■ What needs to be done:
The records below should be printed once more, exactly as they appear.

§

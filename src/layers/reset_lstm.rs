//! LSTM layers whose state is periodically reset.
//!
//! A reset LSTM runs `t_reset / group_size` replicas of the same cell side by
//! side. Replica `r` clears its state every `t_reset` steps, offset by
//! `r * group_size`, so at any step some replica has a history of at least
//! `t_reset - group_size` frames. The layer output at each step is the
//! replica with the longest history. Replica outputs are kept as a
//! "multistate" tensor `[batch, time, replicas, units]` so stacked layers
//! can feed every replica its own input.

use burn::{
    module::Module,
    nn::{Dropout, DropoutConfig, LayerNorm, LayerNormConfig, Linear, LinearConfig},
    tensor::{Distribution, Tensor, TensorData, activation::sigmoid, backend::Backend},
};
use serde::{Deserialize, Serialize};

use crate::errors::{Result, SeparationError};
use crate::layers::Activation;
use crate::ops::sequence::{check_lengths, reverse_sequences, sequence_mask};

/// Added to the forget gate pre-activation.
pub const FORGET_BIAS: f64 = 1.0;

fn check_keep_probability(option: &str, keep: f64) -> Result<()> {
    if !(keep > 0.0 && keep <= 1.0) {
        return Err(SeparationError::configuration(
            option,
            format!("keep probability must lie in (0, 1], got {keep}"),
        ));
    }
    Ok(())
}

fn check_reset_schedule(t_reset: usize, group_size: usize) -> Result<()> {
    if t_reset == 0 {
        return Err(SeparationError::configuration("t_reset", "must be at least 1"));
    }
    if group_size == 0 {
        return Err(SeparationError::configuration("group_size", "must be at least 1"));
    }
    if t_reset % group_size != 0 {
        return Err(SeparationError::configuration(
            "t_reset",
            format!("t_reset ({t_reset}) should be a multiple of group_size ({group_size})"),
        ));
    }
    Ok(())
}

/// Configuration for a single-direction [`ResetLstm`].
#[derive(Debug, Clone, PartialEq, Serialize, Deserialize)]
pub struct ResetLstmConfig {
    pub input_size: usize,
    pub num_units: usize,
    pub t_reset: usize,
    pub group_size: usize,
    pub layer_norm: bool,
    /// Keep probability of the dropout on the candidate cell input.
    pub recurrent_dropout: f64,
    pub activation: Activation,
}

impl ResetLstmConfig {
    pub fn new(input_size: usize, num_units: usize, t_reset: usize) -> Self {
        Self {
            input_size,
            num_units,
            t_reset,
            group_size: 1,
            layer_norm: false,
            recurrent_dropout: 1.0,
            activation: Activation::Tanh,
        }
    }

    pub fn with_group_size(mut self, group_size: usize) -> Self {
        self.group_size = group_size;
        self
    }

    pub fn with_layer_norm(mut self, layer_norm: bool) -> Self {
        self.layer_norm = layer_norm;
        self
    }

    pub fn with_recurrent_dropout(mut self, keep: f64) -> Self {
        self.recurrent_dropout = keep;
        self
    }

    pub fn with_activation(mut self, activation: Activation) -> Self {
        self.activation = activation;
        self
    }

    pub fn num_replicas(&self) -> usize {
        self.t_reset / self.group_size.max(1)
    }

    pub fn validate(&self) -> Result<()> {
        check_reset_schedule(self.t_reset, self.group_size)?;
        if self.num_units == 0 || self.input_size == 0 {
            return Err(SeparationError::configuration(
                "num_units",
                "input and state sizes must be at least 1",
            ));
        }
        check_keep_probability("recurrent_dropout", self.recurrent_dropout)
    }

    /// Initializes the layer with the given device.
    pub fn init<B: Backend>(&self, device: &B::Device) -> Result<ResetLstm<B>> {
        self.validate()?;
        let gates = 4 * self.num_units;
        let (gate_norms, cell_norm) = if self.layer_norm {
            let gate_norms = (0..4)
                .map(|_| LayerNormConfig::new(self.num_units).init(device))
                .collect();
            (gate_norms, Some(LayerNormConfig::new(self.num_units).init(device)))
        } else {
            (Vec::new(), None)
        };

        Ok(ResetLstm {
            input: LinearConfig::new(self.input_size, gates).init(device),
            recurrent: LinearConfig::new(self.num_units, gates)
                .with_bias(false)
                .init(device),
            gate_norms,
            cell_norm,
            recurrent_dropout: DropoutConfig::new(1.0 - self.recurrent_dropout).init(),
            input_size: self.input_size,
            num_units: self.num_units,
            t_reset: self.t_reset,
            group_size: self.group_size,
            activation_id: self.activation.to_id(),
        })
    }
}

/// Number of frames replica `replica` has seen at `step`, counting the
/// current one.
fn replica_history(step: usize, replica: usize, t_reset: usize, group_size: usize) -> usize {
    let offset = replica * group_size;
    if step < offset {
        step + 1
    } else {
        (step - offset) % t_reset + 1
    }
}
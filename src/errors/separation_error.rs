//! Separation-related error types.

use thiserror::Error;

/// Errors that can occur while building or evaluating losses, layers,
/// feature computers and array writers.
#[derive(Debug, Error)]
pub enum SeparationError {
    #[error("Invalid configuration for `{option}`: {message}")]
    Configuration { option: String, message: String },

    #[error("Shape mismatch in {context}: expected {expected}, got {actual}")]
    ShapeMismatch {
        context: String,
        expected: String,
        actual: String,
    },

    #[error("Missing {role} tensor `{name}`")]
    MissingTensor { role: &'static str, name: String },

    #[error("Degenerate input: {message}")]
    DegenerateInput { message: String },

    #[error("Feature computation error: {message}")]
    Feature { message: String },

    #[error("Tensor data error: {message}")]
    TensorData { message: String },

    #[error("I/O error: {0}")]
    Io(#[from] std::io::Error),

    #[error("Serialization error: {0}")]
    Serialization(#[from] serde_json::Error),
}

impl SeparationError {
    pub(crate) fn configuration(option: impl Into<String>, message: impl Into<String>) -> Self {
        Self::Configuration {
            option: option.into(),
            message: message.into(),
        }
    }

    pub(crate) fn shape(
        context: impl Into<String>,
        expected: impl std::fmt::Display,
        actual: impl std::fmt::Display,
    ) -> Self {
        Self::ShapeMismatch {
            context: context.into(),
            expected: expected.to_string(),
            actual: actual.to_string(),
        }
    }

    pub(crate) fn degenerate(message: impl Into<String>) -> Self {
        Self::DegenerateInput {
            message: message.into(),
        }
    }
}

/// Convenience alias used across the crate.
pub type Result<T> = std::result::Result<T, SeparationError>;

§

■ Answer to this exercise:
filename src/layers/reset_lstm.rs
//! LSTM layers whose state is periodically reset.
//!
//! A reset LSTM runs `t_reset / group_size` replicas of the same cell side by
//! side. Replica `r` clears its state every `t_reset` steps, offset by
//! `r * group_size`, so at any step some replica has a history of at least
//! `t_reset - group_size` frames. The layer output at each step is the
//! replica with the longest history. Replica outputs are kept as a
//! "multistate" tensor `[batch, time, replicas, units]` so stacked layers
//! can feed every replica its own input.

use burn::{
    module::Module,
    nn::{Dropout, DropoutConfig, LayerNorm, LayerNormConfig, Linear, LinearConfig},
    tensor::{Distribution, Tensor, TensorData, activation::sigmoid, backend::Backend},
};
use serde::{Deserialize, Serialize};

use crate::errors::{Result, SeparationError};
use crate::layers::Activation;
use crate::ops::sequence::{check_lengths, reverse_sequences, sequence_mask};

/// Added to the forget gate pre-activation.
pub const FORGET_BIAS: f64 = 1.0;

fn check_keep_probability(option: &str, keep: f64) -> Result<()> {
    if !(keep > 0.0 && keep <= 1.0) {
        return Err(SeparationError::configuration(
            option,
            format!("keep probability must lie in (0, 1], got {keep}"),
        ));
    }
    Ok(())
}

fn check_reset_schedule(t_reset: usize, group_size: usize) -> Result<()> {
    if t_reset == 0 {
        return Err(SeparationError::configuration("t_reset", "must be at least 1"));
    }
    if group_size == 0 {
        return Err(SeparationError::configuration("group_size", "must be at least 1"));
    }
    if t_reset % group_size != 0 {
        return Err(SeparationError::configuration(
            "t_reset",
            format!("t_reset ({t_reset}) should be a multiple of group_size ({group_size})"),
        ));
    }
    Ok(())
}

/// Configuration for a single-direction [`ResetLstm`].
#[derive(Debug, Clone, PartialEq, Serialize, Deserialize)]
pub struct ResetLstmConfig {
    pub input_size: usize,
    pub num_units: usize,
    pub t_reset: usize,
    pub group_size: usize,
    pub layer_norm: bool,
    /// Keep probability of the dropout on the candidate cell input.
    pub recurrent_dropout: f64,
    pub activation: Activation,
}

impl ResetLstmConfig {
    pub fn new(input_size: usize, num_units: usize, t_reset: usize) -> Self {
        Self {
            input_size,
            num_units,
            t_reset,
            group_size: 1,
            layer_norm: false,
            recurrent_dropout: 1.0,
            activation: Activation::Tanh,
        }
    }

    pub fn with_group_size(mut self, group_size: usize) -> Self {
        self.group_size = group_size;
        self
    }

    pub fn with_layer_norm(mut self, layer_norm: bool) -> Self {
        self.layer_norm = layer_norm;
        self
    }

    pub fn with_recurrent_dropout(mut self, keep: f64) -> Self {
        self.recurrent_dropout = keep;
        self
    }

    pub fn with_activation(mut self, activation: Activation) -> Self {
        self.activation = activation;
        self
    }

    pub fn num_replicas(&self) -> usize {
        self.t_reset / self.group_size.max(1)
    }

    pub fn validate(&self) -> Result<()> {
        check_reset_schedule(self.t_reset, self.group_size)?;
        if self.num_units == 0 || self.input_size == 0 {
            return Err(SeparationError::configuration(
                "num_units",
                "input and state sizes must be at least 1",
            ));
        }
        check_keep_probability("recurrent_dropout", self.recurrent_dropout)
    }

    /// Initializes the layer with the given device.
    pub fn init<B: Backend>(&self, device: &B::Device) -> Result<ResetLstm<B>> {
        self.validate()?;
        let gates = 4 * self.num_units;
        let (gate_norms, cell_norm) = if self.layer_norm {
            let gate_norms = (0..4)
                .map(|_| LayerNormConfig::new(self.num_units).init(device))
                .collect();
            (gate_norms, Some(LayerNormConfig::new(self.num_units).init(device)))
        } else {
            (Vec::new(), None)
        };

        Ok(ResetLstm {
            input: LinearConfig::new(self.input_size, gates).init(device),
            recurrent: LinearConfig::new(self.num_units, gates)
                .with_bias(false)
                .init(device),
            gate_norms,
            cell_norm,
            recurrent_dropout: DropoutConfig::new(1.0 - self.recurrent_dropout).init(),
            input_size: self.input_size,
            num_units: self.num_units,
            t_reset: self.t_reset,
            group_size: self.group_size,
            activation_id: self.activation.to_id(),
        })
    }
}

/// Number of frames replica `replica` has seen at `step`, counting the
/// current one.
fn replica_history(step: usize, replica: usize, t_reset: usize, group_size: usize) -> usize {
    let offset = replica * group_size;
    if step < offset {
        step + 1
    } else {
        (step - offset) % t_reset + 1
    }
}
filename src/errors/separation_error.rs
//! Separation-related error types.

use thiserror::Error;

/// Errors that can occur while building or evaluating losses, layers,
/// feature computers and array writers.
#[derive(Debug, Error)]
pub enum SeparationError {
    #[error("Invalid configuration for `{option}`: {message}")]
    Configuration { option: String, message: String },

    #[error("Shape mismatch in {context}: expected {expected}, got {actual}")]
    ShapeMismatch {
        context: String,
        expected: String,
        actual: String,
    },

    #[error("Missing {role} tensor `{name}`")]
    MissingTensor { role: &'static str, name: String },

    #[error("Degenerate input: {message}")]
    DegenerateInput { message: String },

    #[error("Feature computation error: {message}")]
    Feature { message: String },

    #[error("Tensor data error: {message}")]
    TensorData { message: String },

    #[error("I/O error: {0}")]
    Io(#[from] std::io::Error),

    #[error("Serialization error: {0}")]
    Serialization(#[from] serde_json::Error),
}

impl SeparationError {
    pub(crate) fn configuration(option: impl Into<String>, message: impl Into<String>) -> Self {
        Self::Configuration {
            option: option.into(),
            message: message.into(),
        }
    }

    pub(crate) fn shape(
        context: impl Into<String>,
        expected: impl std::fmt::Display,
        actual: impl std::fmt::Display,
    ) -> Self {
        Self::ShapeMismatch {
            context: context.into(),
            expected: expected.to_string(),
            actual: actual.to_string(),
        }
    }

    pub(crate) fn degenerate(message: impl Into<String>) -> Self {
        Self::DegenerateInput {
            message: message.into(),
        }
    }
}

/// Convenience alias used across the crate.
pub type Result<T> = std::result::Result<T, SeparationError>;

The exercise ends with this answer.